Сакс так глубоко не копал. Он скользил по своему склону. Возможно, это даст дополнительную улику суду, которого так боятся молодые люди, мнящие себя виновными и со страхом ждущие приговора. Но я-то знаю, что с его стороны все это — фанфаронство и выдумки. Тем не менее, в целом, читая между строк, я поддерживаю его вызов лицемерию и то, что он страстно защищает ложь, в которой угадывается правда.
* * *Вспоминая Мориса, я нахожу его не в том, что он написал. А в памяти о тех кипучих годах, когда литературная политика расколола нашу среду, соединила нас в группы, противопоставила друг другу. Морис перебегал из лагеря в лагерь. Он никого не предавал.

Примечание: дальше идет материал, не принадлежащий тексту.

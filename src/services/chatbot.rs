use crate::{
    error::{AppError, AppResult},
    message::{ChatMessage, ChatResponse},
    services::{
        catalog::ProductCatalog,
        gemini::{Completion, CompletionClient, Prompt},
    },
};

pub const PRODUCT_KEYWORDS: [&str; 5] = ["product", "item", "price", "stock", "available"];
pub const ORDER_KEYWORDS: [&str; 4] = ["order", "tracking", "shipping", "delivery"];

pub const PRODUCTS_HEADER: &str = "Here are some products from our store:";
pub const ORDER_NUMBER_PROMPT: &str = "To check your order status, please provide your order number.";

#[derive(Debug, Clone, Copy, PartialEq, Eq)]
pub enum Intent {
    Product,
    Order,
    Chat,
}

impl Intent {
    pub fn as_str(&self) -> &'static str {
        match self {
            Intent::Product => "product",
            Intent::Order => "order",
            Intent::Chat => "chat",
        }
    }
}

/// Product keywords are checked before order keywords; anything else goes to the model.
pub fn detect_intent(msg: &str) -> Intent {
    let msg_lower = msg.to_lowercase();

    if PRODUCT_KEYWORDS.iter().any(|k| msg_lower.contains(k)) {
        Intent::Product
    } else if ORDER_KEYWORDS.iter().any(|k| msg_lower.contains(k)) {
        Intent::Order
    } else {
        Intent::Chat
    }
}

pub async fn generate_reply(
    intent: Intent,
    user_msg: &str,
    history: &[ChatMessage],
    catalog: &dyn ProductCatalog,
    llm: &dyn CompletionClient,
) -> AppResult<ChatResponse> {
    match intent {
        Intent::Product => {
            let products = catalog
                .fetch_products()
                .await
                .map_err(|e| AppError::Catalog(e.to_string()))?;
            if products.is_empty() {
                return Err(AppError::Catalog("no products returned".into()));
            }
            Ok(ChatResponse::Product {
                message: PRODUCTS_HEADER.to_string(),
                products,
            })
        }

        Intent::Order => Ok(ChatResponse::OrderRequest {
            message: ORDER_NUMBER_PROMPT.to_string(),
        }),

        Intent::Chat => {
            let prompt = Prompt::build(history, user_msg);
            tracing::debug!(parts = prompt.parts().len(), "sending prompt to model");
            match llm.generate(&prompt).await {
                Ok(Completion::Text(message)) => Ok(ChatResponse::Chat { message }),
                Ok(Completion::Blocked(reason)) => Err(AppError::Blocked(reason)),
                Err(e) => Err(AppError::Generation(e.to_string())),
            }
        }
    }
}
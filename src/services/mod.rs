pub mod catalog;
pub mod chatbot;
pub mod gemini;
pub mod usage;
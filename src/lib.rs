pub mod config;
pub mod error;
pub mod message;
pub mod routes;
pub mod services;
pub mod state;
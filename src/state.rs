// src/state.rs
use std::sync::Arc;

use anyhow::Context;

use crate::config::AppConfig;
use crate::services::catalog::{ProductCatalog, ShopifyClient};
use crate::services::gemini::{CompletionClient, GeminiClient};
use crate::services::usage::UsageCounters;

pub type SharedState = Arc<AppState>;

pub struct AppState {
    pub catalog: Arc<dyn ProductCatalog>,
    /// `None` when no model API key is configured.
    pub llm: Option<Arc<dyn CompletionClient>>,
    pub usage: UsageCounters,
}

impl AppState {
    pub fn new(catalog: Arc<dyn ProductCatalog>, llm: Option<Arc<dyn CompletionClient>>) -> Self {
        Self {
            catalog,
            llm,
            usage: UsageCounters::new(),
        }
    }

    /// Builds both adapters on one shared HTTP client.
    pub fn from_config(config: &AppConfig) -> anyhow::Result<Self> {
        let mut builder = reqwest::Client::builder();
        if let Some(timeout) = config.http_timeout {
            builder = builder.timeout(timeout);
        }
        let http = builder.build().context("failed to build HTTP client")?;

        let catalog = Arc::new(ShopifyClient::new(http.clone(), &config.shopify));
        let llm = config.gemini.api_key.as_deref().map(|key| {
            Arc::new(GeminiClient::new(http.clone(), &config.gemini, key)) as Arc<dyn CompletionClient>
        });
        if llm.is_none() {
            tracing::warn!("GEMINI_API_KEY is not set; chat requests will fail");
        }

        Ok(Self::new(catalog, llm))
    }
}
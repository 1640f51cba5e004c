//! Process-wide counters of classified intents and response kinds.

use std::sync::atomic::{AtomicU64, Ordering};

use serde::Serialize;

use crate::message::ResponseKind;
use crate::services::chatbot::Intent;

#[derive(Debug, Default, Clone, PartialEq, Eq, Serialize)]
pub struct IntentUsage {
    pub product: u64,
    pub order: u64,
    pub chat: u64,
}

#[derive(Debug, Default, Clone, PartialEq, Eq, Serialize)]
pub struct ResponseUsage {
    pub chat: u64,
    pub product: u64,
    pub order_request: u64,
    pub error: u64,
}

#[derive(Debug, Default, Clone, PartialEq, Eq, Serialize)]
pub struct UsageSnapshot {
    pub intents: IntentUsage,
    pub responses: ResponseUsage,
}

#[derive(Debug, Default)]
pub struct UsageCounters {
    intents: [AtomicU64; 3],
    responses: [AtomicU64; 4],
}

impl UsageCounters {
    pub fn new() -> Self {
        Self::default()
    }

    pub fn record_intent(&self, intent: Intent) {
        let slot = match intent {
            Intent::Product => 0,
            Intent::Order => 1,
            Intent::Chat => 2,
        };
        self.intents[slot].fetch_add(1, Ordering::Relaxed);
    }

    pub fn record_response(&self, kind: ResponseKind) {
        let slot = match kind {
            ResponseKind::Chat => 0,
            ResponseKind::Product => 1,
            ResponseKind::OrderRequest => 2,
            ResponseKind::Error => 3,
        };
        self.responses[slot].fetch_add(1, Ordering::Relaxed);
    }

    pub fn snapshot(&self) -> UsageSnapshot {
        let read = |c: &AtomicU64| c.load(Ordering::Relaxed);
        UsageSnapshot {
            intents: IntentUsage {
                product: read(&self.intents[0]),
                order: read(&self.intents[1]),
                chat: read(&self.intents[2]),
            },
            responses: ResponseUsage {
                chat: read(&self.responses[0]),
                product: read(&self.responses[1]),
                order_request: read(&self.responses[2]),
                error: read(&self.responses[3]),
            },
        }
    }
}
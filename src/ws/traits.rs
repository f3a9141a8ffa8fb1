//! Callback seams between the connection manager and the caller's protocol code.

use crate::error::Error;

/// Protocol interpreter receiving every inbound payload.
///
/// The manager has no knowledge of the exchange wire format: text payloads and
/// (possibly decompressed) binary payloads are handed over verbatim. Returning an
/// error routes it to the configured [`ErrorHandler`]; the receive loop keeps going.
///
/// Plain closures implement this trait:
///
/// ```ignore
/// let handler = |payload: &[u8]| -> exchange_ws::Result<()> {
///     let msg: MyMessage = serde_json::from_slice(payload)?;
///     tx.send(msg).map_err(|e| Error::protocol(e.to_string()))
/// };
/// ```
pub trait MessageHandler: Send + Sync + 'static {
    fn handle(&self, payload: &[u8]) -> crate::Result<()>;
}

impl<F> MessageHandler for F
where
    F: Fn(&[u8]) -> crate::Result<()> + Send + Sync + 'static,
{
    fn handle(&self, payload: &[u8]) -> crate::Result<()> {
        self(payload)
    }
}

/// Inflates binary frames before they reach the [`MessageHandler`].
///
/// Only binary frames pass through the decompressor; text frames never do.
pub trait Decompressor: Send + Sync + 'static {
    fn decompress(&self, payload: &[u8]) -> crate::Result<Vec<u8>>;
}

impl<F> Decompressor for F
where
    F: Fn(&[u8]) -> crate::Result<Vec<u8>> + Send + Sync + 'static,
{
    fn decompress(&self, payload: &[u8]) -> crate::Result<Vec<u8>> {
        self(payload)
    }
}

/// Receives every non-fatal error raised by the background tasks.
pub trait ErrorHandler: Send + Sync + 'static {
    fn on_error(&self, error: &Error);
}

impl<F> ErrorHandler for F
where
    F: Fn(&Error) + Send + Sync + 'static,
{
    fn on_error(&self, error: &Error) {
        self(error);
    }
}

/// Default [`ErrorHandler`] that logs through `tracing`.
#[non_exhaustive]
#[derive(Debug, Clone, Copy, Default)]
pub struct LogErrors;

impl ErrorHandler for LogErrors {
    fn on_error(&self, error: &Error) {
        tracing::warn!(error = %error, kind = ?error.kind(), "WebSocket error");
    }
}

Он слушал, смеялся, помогал, из кожи вон лез, чтобы быть полезным. Я частенько его бранил.
Когда он ушел в семинарию, я поднял тревогу, всполошил Маритена. Я знал, что он сделал это, спасаясь от долгов. Маритен ничего не предпринял. По благородству души он надеялся, что это убежище спасет Мориса. В будущем ему суждено было освободить Мориса от более серьезных долгов, которые были ему прощены. Так Морис стал семинаристом. Он ходил в сутане, но мы видели, как он украдкой проносил к себе в келью американские сигареты и таз. Его очаровательная бабушка, мадам Стросс, была в отчаянии от того, что в семинарии запрещают мыться.
Однажды в Жюан-Ле-Пен Морис вел себя так скверно, что я посоветовал ему снова переодеться в мирское. Ему уже наскучила новая роль, и он охотно последовал моему совету. Но очарование его оказалось столь сильным, что преподобный отец Прессуар, провинциал семинарии, упрекнул меня «в чрезмерном радении».